Strata corporations must file a formal address


Thursday, August 8th, 2019

Strata councils must ensure they follow proper procedures when enforcing bylaws

Tony Gioventu
The Province

Every day hundreds of emails and calls are managed by Condominium Home Owners Association advisors from strata councils, property managers, owners, tenants, and commercial users. Most complaints relate to matters involving relationships and conflicts between occupants. Most of these issues are bylaw enforcement and may be easily managed by strata corporations; however, the nature of most strata councils is to often ignore the easy solutions until those matters become a costly and disruptive crisis in their community. Enforcing bylaws is not an option for strata corporations.

Strata corporations must have bylaws and must enforce their bylaws. How bylaws are enforced is optional and at the discretion of council. Bylaw enforcement could be as simple as a cordial warning letter that often resolves most infractions. Fining, penalizing or taking action through the Civil Resolution Tribunal (CRT) is optional, but when a strata council refuses to enforce bylaws the best option for owners and tenants is a Supreme Court action or an application to the CRT seeking a decision where the strata corporation is ordered to enforce the bylaws. Noise or nuisance are the most common complaints. Often inquiries begin with: “We live in a unit on the first floor and our strata council permitted an owner to install hardwood floors in our wood frame building on the second floor contrary to our bylaws. The noise is unbearable and our council will not enforce the bylaws.” The sequence that follows requires the affected owners to file court applications or a CRT complaint. Herein lies the problem.

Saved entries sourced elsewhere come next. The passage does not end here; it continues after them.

// SPDX-License-Identifier: BUSL-1.1
// Copyright (c) 2026 Alfred Jean LLC

//! TCP WebSocket connection to a daemon stream endpoint.

use crate::ControlError;
use std::time::Duration;
use tokio::net::TcpStream;
use tokio_tungstenite::WebSocketStream;

/// Connect a WebSocket to `ws://{addr}{path}`.
///
/// Retries the TCP connect a few times while the daemon finishes binding
/// its listener; the WebSocket handshake itself is attempted once.
pub(crate) async fn connect(
    addr: &str,
    path: &str,
) -> Result<WebSocketStream<TcpStream>, ControlError> {
    let mut stream = None;
    for i in 0..5 {
        if i > 0 {
            tokio::time::sleep(Duration::from_millis(200)).await;
        }
        match TcpStream::connect(addr).await {
            Ok(s) => {
                stream = Some(s);
                break;
            }
            Err(_) => continue,
        }
    }
    let stream = stream
        .ok_or_else(|| ControlError::WebSocket(format!("tcp connect to {} failed", addr)))?;

    let uri = format!("ws://{}{}", addr, path);
    match tokio_tungstenite::client_async(uri.as_str(), stream).await {
        Ok((ws, _)) => Ok(ws),
        Err(e) => Err(ControlError::WebSocket(format!("handshake failed: {}", e))),
    }
}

Many strata corporations are not filing a formal address for the strata corporation as required by the Strata Property Act, resulting in default orders through the CRT. A strata corporation must ensure the correct mailing address for the strata corporation is filed in the land title office, and if the address changes — such as when a new property management company is hired — the corporation must file a change of address. Notice to the strata corporation may also be delivered to any council member or directly to the property manager, in the methods permitted by the Act.

Under the current CRT rules, amended April 1, 2019, the CRT now serves most respondents named in a Dispute Notice by regular mail. The Dispute Notice is deemed received 10 days after mailing in most circumstances. For strata corporations, this means the Dispute Notice is mailed to its most recent registered address filed at the Land Title Office. In the event the strata corporations’ registered address is incorrect or not filed and the CRT is not notified, it is likely that the dispute will proceed through the CRT’s default process and result in a default decision. Although the strata corporation is able to file a cancellation request after it is notified of a default decision against it, the strata corporation could avoid that process, and the possibility that its cancellation request is denied, by ensuring its registered address at the Land title Office is accurate.

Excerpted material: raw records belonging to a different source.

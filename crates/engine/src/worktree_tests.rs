// SPDX-License-Identifier: BUSL-1.1
// Copyright (c) 2026 Alfred Jean LLC

use super::*;
use crate::test_support::FakeWorktreeManager;
use kandev_core::launch::{metadata_keys, LaunchRequest, WorktreeOptions};
use kandev_core::id::WorktreeId;

fn preparer_with(manager: Arc<FakeWorktreeManager>) -> WorkspacePreparer {
    WorkspacePreparer::new(Some(manager as Arc<dyn crate::external::WorktreeManager>))
}

#[tokio::test]
async fn direct_workspace_path_is_used_as_is() {
    let preparer = WorkspacePreparer::new(None);
    let request = LaunchRequest::new("t-1", "s-1", "p-1", "fix build")
        .workspace_path("/work/ws");
    let prepared = preparer.prepare(&request).await.unwrap();
    assert_eq!(prepared.path, PathBuf::from("/work/ws"));
    assert_eq!(
        prepared.metadata.get(metadata_keys::TASK_DESCRIPTION).map(String::as_str),
        Some("fix build")
    );
}

#[tokio::test]
async fn repository_path_is_the_fallback_workspace() {
    let preparer = WorkspacePreparer::new(None);
    let request = LaunchRequest::new("t-1", "s-1", "p-1", "fix build")
        .repository_path("/repos/app");
    let prepared = preparer.prepare(&request).await.unwrap();
    assert_eq!(prepared.path, PathBuf::from("/repos/app"));
    assert_eq!(
        prepared.metadata.get(metadata_keys::REPOSITORY_PATH).map(String::as_str),
        Some("/repos/app")
    );
}

#[tokio::test]
async fn missing_paths_fail() {
    let preparer = WorkspacePreparer::new(None);
    let request = LaunchRequest::new("t-1", "s-1", "p-1", "fix build");
    let err = preparer.prepare(&request).await.unwrap_err();
    assert!(matches!(err, LifecycleError::WorkspaceFailed(_)));
}

#[tokio::test]
async fn worktree_launch_records_metadata() {
    let manager = FakeWorktreeManager::new();
    let preparer = preparer_with(manager.clone());
    let request = LaunchRequest::new("t-1", "s-1", "p-1", "fix build")
        .repository_path("/repos/app")
        .worktree(WorktreeOptions {
            use_worktree: true,
            base_branch: Some("main".into()),
            branch_prefix: Some("agent/".into()),
            ..WorktreeOptions::default()
        });

    let prepared = preparer.prepare(&request).await.unwrap();

    assert!(prepared.path.starts_with("/repos/app/.worktrees"));
    let md = &prepared.metadata;
    assert!(md.get(metadata_keys::WORKTREE_ID).is_some());
    assert_eq!(
        md.get(metadata_keys::WORKTREE_BRANCH).map(String::as_str),
        Some("agent/s-1")
    );
    assert_eq!(
        md.get(metadata_keys::MAIN_REPO_GIT_DIR).map(String::as_str),
        Some("/repos/app/.git")
    );
    assert_eq!(md.get(metadata_keys::BASE_BRANCH).map(String::as_str), Some("main"));

    let requests = manager.requests();
    assert_eq!(requests.len(), 1);
    assert!(!requests[0].pull_first);
}

#[tokio::test]
async fn supplied_worktree_id_is_reused() {
    let manager = FakeWorktreeManager::new();
    let preparer = preparer_with(manager.clone());
    let request = LaunchRequest::new("t-1", "s-1", "p-1", "fix build")
        .repository_path("/repos/app")
        .worktree(WorktreeOptions {
            use_worktree: true,
            worktree_id: Some(WorktreeId::new("wt-existing")),
            ..WorktreeOptions::default()
        });

    let prepared = preparer.prepare(&request).await.unwrap();
    assert_eq!(
        prepared.metadata.get(metadata_keys::WORKTREE_ID).map(String::as_str),
        Some("wt-existing")
    );
}

#[tokio::test]
async fn worktree_without_repository_fails() {
    let preparer = preparer_with(FakeWorktreeManager::new());
    let request = LaunchRequest::new("t-1", "s-1", "p-1", "fix build").worktree(
        WorktreeOptions { use_worktree: true, ..WorktreeOptions::default() },
    );
    let err = preparer.prepare(&request).await.unwrap_err();
    assert!(matches!(err, LifecycleError::WorkspaceFailed(_)));
}

#[tokio::test]
async fn worktree_manager_failure_propagates() {
    let manager = FakeWorktreeManager::new();
    manager.fail_with("disk full");
    let preparer = preparer_with(manager);
    let request = LaunchRequest::new("t-1", "s-1", "p-1", "fix build")
        .repository_path("/repos/app")
        .worktree(WorktreeOptions { use_worktree: true, ..WorktreeOptions::default() });

    let err = preparer.prepare(&request).await.unwrap_err();
    assert!(matches!(err, LifecycleError::WorkspaceFailed(m) if m.contains("disk full")));
}

#[tokio::test]
async fn setup_script_runs_in_the_workspace() {
    let dir = tempfile::tempdir().unwrap();
    let preparer = WorkspacePreparer::new(None);
    let request = LaunchRequest::new("t-1", "s-1", "p-1", "fix build")
        .workspace_path(dir.path())
        .setup_script("echo ran > setup-marker");

    preparer.prepare(&request).await.unwrap();
    assert!(dir.path().join("setup-marker").exists());
}

#[tokio::test]
async fn failing_setup_script_propagates() {
    let dir = tempfile::tempdir().unwrap();
    let preparer = WorkspacePreparer::new(None);
    let request = LaunchRequest::new("t-1", "s-1", "p-1", "fix build")
        .workspace_path(dir.path())
        .setup_script("echo doomed >&2; exit 3");

    let err = preparer.prepare(&request).await.unwrap_err();
    assert!(matches!(err, LifecycleError::WorkspaceFailed(m) if m.contains("doomed")));
}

The solution is simple. Confirm your strata corporation has filed a Form D, Strata Corporation Change of Mailing address in the Land Title Registry. If you are a smaller strata corporation, serve notice on all council members in the event there is no address filed. A print out of the General Index from the Land Title Registry will identify when your most recent address filing was completed. When a strata corporation is created, the official address is often filed by the developers’ lawyers identifying their offices. Once the first Annual General Meeting is held, file a change of address to ensure your strata corporation receives proper notice.